Willem Thies en Erich Maria Remarque

Willem Thies heeft op het 37e Poetry International Festival in Rotterdam de C. Buddingh’-prijs voor nieuwe Nederlandstalige poëzie 2006 gekregen voor zijn debuut Toendra.Dit heeft de jury, bestaande uit Albertina Soepboer, Anton Korteweg en Michaël Vandenbril, woensdag bekendgemaakt.

Willem Thies (1973) woont en werkt in Amsterdam. Hij studeerde geschiedenis te Groningen, was oprichter van het literaire punkrockmagazine Zeroxat en redacteur van en schrijver voor cultureel jongerenmagazine Simpel. Gedichten van zijn hand verschenen in de literaire tijdschriften Passionate, Nymph, De Tweede Ronde en De Brakke Hond. “De publikatie van deze gedichten, mijn semi-autonome beeldenwereld, is een eerste zege van een lange triomftocht naar de ondergang.”  

Eb

het water trekt zich terug van de kust
de woestijn treedt buiten haar oevers
de wind blust het blauwe kaarslicht
de wijn zinkt in de gouden kelk


Vloed

het water trekt zich terug van de kust
de woestijn treedt buiten haar oevers
de wind blust het blauwe kaarslicht
een mot verdrinkt op de in melk gewitte kerkmuren 

 

Elegie

ik ga lichtgewapend en in zomeruniform
ik proef hitte en hechtdraad en bloed

het verdriet is donker op mijn gezicht geschminkt
drinkend verworden mijn lippen
tot litteken

ik zend mijn regimenten van rancune en legers van vergelding
de scharen van mijn kreeft woekeren de aarde zwart
anderen wacht een wreder lot: het botte zwaard
van verwaarlozing.

m.a.w.
ik ben de wet & mijn wet is willekeur

ik ben de pijl van venijn & de pil
van onverschilligheid

ik ben de zwartgehelmde engelen met haak in het hart
de weeklacht van de weerloze is mijn overwinningshymne 

 

De onmacht van Michelangelo

De wind neemt happen van het gras.
Iemand legt bloemen op een onbemand graf.


Een wit kind wuift met een wijde arm
en begint stil te zingen.


Een reepje stof hangt omlaag
van de stomp van een tak.


De wind haalt zijn hand door het gras.
Tandeloze kam.


Een bij harpoeneert mijn arm
en verliest lijf en leven.
Zoals eenieder die tot in de kern
tracht door te dringen,
in de huid steken blijft.


Er is een steen die men niet vormen kan naar zijn hand.
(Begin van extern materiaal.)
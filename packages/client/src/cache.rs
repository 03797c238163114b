//! Optimistic local cache of auction state.
//!
//! Deltas are merged field-by-field onto the structure the UI already reads,
//! so an update is visually indistinguishable from a fresh fetch: no refetch,
//! no flicker, and cached fields a delta does not mention stay untouched.

use std::collections::HashMap;

use serde::{Deserialize, Serialize};

use gavel_shared::protocol::{AuctionSummary, ListingId};

#[derive(Debug, Clone, Copy, PartialEq, Eq, Serialize, Deserialize)]
#[serde(rename_all = "snake_case")]
pub enum AuctionStatus {
    Live,
    Ended,
}

/// Last known full state of one listing, plus whatever other fields the
/// listing API populated; those ride along untouched by merges.
#[derive(Debug, Clone, PartialEq, Serialize, Deserialize)]
#[serde(rename_all = "camelCase")]
pub struct ListingSnapshot {
    pub current_bid: u64,
    pub bid_count: u32,
    pub status: AuctionStatus,
    pub is_hot: bool,
    /// Sequence of the last merged bid delta, for staleness detection.
    pub last_seq: u64,
    #[serde(flatten)]
    pub extra: serde_json::Map<String, serde_json::Value>,
}

impl ListingSnapshot {
    pub fn new(current_bid: u64, bid_count: u32) -> Self {
        Self {
            current_bid,
            bid_count,
            status: AuctionStatus::Live,
            is_hot: false,
            last_seq: 0,
            extra: serde_json::Map::new(),
        }
    }
}

/// Outcome of attempting a merge.
#[derive(Debug, Clone, Copy, PartialEq, Eq)]
pub enum MergeOutcome {
    /// The delta was newer than the cached state and was applied in place.
    Applied,
    /// The delta was stale (out-of-order arrival, e.g. across a reconnect)
    /// and was ignored.
    Stale,
}

/// Client-local cache of auction listings.
#[derive(Debug, Default)]
pub struct AuctionCache {
    entries: HashMap<ListingId, ListingSnapshot>,
}

impl AuctionCache {
    pub fn new() -> Self {
        Self::default()
    }

    pub fn get(&self, listing_id: ListingId) -> Option<&ListingSnapshot> {
        self.entries.get(&listing_id)
    }

    /// Seed the cache with a full snapshot, e.g. from the listings API.
    pub fn insert(&mut self, listing_id: ListingId, snapshot: ListingSnapshot) {
        self.entries.insert(listing_id, snapshot);
    }

    /// Merge a bid delta. Only the bid amount, count, and sequence change;
    /// every other cached field is left as-is. A delta whose `seq` is not
    /// greater than the last merged one is stale and ignored.
    pub fn merge_bid_update(
        &mut self,
        listing_id: ListingId,
        amount: u64,
        bid_count: u32,
        seq: u64,
    ) -> MergeOutcome {
        match self.entries.get_mut(&listing_id) {
            Some(snapshot) => {
                if seq <= snapshot.last_seq {
                    tracing::debug!(
                        "Stale bid delta for listing {} (seq {} <= {})",
                        listing_id,
                        seq,
                        snapshot.last_seq
                    );
                    return MergeOutcome::Stale;
                }
                snapshot.current_bid = amount;
                snapshot.bid_count = bid_count;
                snapshot.last_seq = seq;
                MergeOutcome::Applied
            }
            None => {
                let mut snapshot = ListingSnapshot::new(amount, bid_count);
                snapshot.last_seq = seq;
                self.entries.insert(listing_id, snapshot);
                MergeOutcome::Applied
            }
        }
    }

    /// Mark a listing ended. Hot mode is cleared; a final amount in the
    /// summary is merged, everything else stays.
    pub fn merge_auction_end(&mut self, listing_id: ListingId, summary: &AuctionSummary) {
        let snapshot = self
            .entries
            .entry(listing_id)
            .or_insert_with(|| ListingSnapshot::new(summary.final_amount.unwrap_or(0), 0));
        snapshot.status = AuctionStatus::Ended;
        snapshot.is_hot = false;
        snapshot.bid_count = summary.bid_count;
        if let Some(final_amount) = summary.final_amount {
            snapshot.current_bid = final_amount;
        }
    }

    /// Flip the closing-minute flag on a cached listing, if present.
    pub fn set_hot(&mut self, listing_id: ListingId, is_hot: bool) {
        if let Some(snapshot) = self.entries.get_mut(&listing_id) {
            snapshot.is_hot = is_hot;
        }
    }
}
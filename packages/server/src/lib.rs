//! Real-time delivery server for live auctions.
//!
//! Fans auction-scoped events (bids, end-of-auction, closing-minute mode)
//! out to every subscriber of a room, and unicasts personal alerts to a
//! user's live sessions. Bid validation, persistence, and identity
//! resolution live in other services; this crate only moves already
//! validated facts to subscribers.

mod handler;
pub mod heartbeat;
pub mod hub;
pub mod registry;
mod runner;
mod signal;
pub mod state;

pub use runner::{ServerConfig, build_router, run_server};
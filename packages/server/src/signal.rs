//! Graceful shutdown signal handling.

/// Resolve when the process receives ctrl-c (or SIGTERM on unix).
pub async fn shutdown_signal() {
    let ctrl_c = async {
        tokio::signal::ctrl_c()
            .await
            .expect("failed to install ctrl-c handler");
    };

    #[cfg(unix)]
    let terminate = async {
        tokio::signal::unix::signal(tokio::signal::unix::SignalKind::terminate())
            .expect("failed to install SIGTERM handler")
            .recv()
            .await;
    };

    #[cfg(not(unix))]
    let terminate = std::future::pending::<()>();

    tokio::select! {
        _ = ctrl_c => {},
        _ = terminate => {},
    }

    tracing::info!("Shutdown signal received");
}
Willem Thies (Nijmegen, 17 februari 1973)

 

Erich Maria Remarque (pseudoniem van Erich Paul Remark) werd geboren op 22 juni 1898.

Op 31 januari 1929 verscheen zijn eerste echte roman: Im Westen nichts Neues, waarin hij zijn ervaringen uit WO I verwerkte. De eerste uitgever aan wie hij het boek aanbood, weigerde het te publiceren. Ondanks de enorme politieke controverse werden er het eerste jaar al reeds 1,2 miljoen exemplaren van verkocht. Het vervolg Der Weg Zurück verscheen in 1931. Zijn boeken werden in het openbaar verbrand in 1933 en zijn werk werd verboden in Duitsland. In 1938 werd hem zijn Duits staatsburgerschap ontnomen, maar hij verbleef al sinds 1932 in Zwitserland. In 1939 emigreerde hij naar de Verenigde Staten en hij verkreeg de Amerikaanse nationaliteit in 1947. Later woonde hij afwisselend in Zwitserland en de Verenigde Staten. 

Citaten:

“Erfüllung ist der Feind der Sehnsucht.”

„Erst wenn man genau weiß, wie die Enkel ausgefallen sind, kann man beurteilen, ob man seine Kinder gut erzogen hat… „

 „Vergessen können ist das Geheimnis ewiger Jugend. Wir werden alt durch Erinnerung.”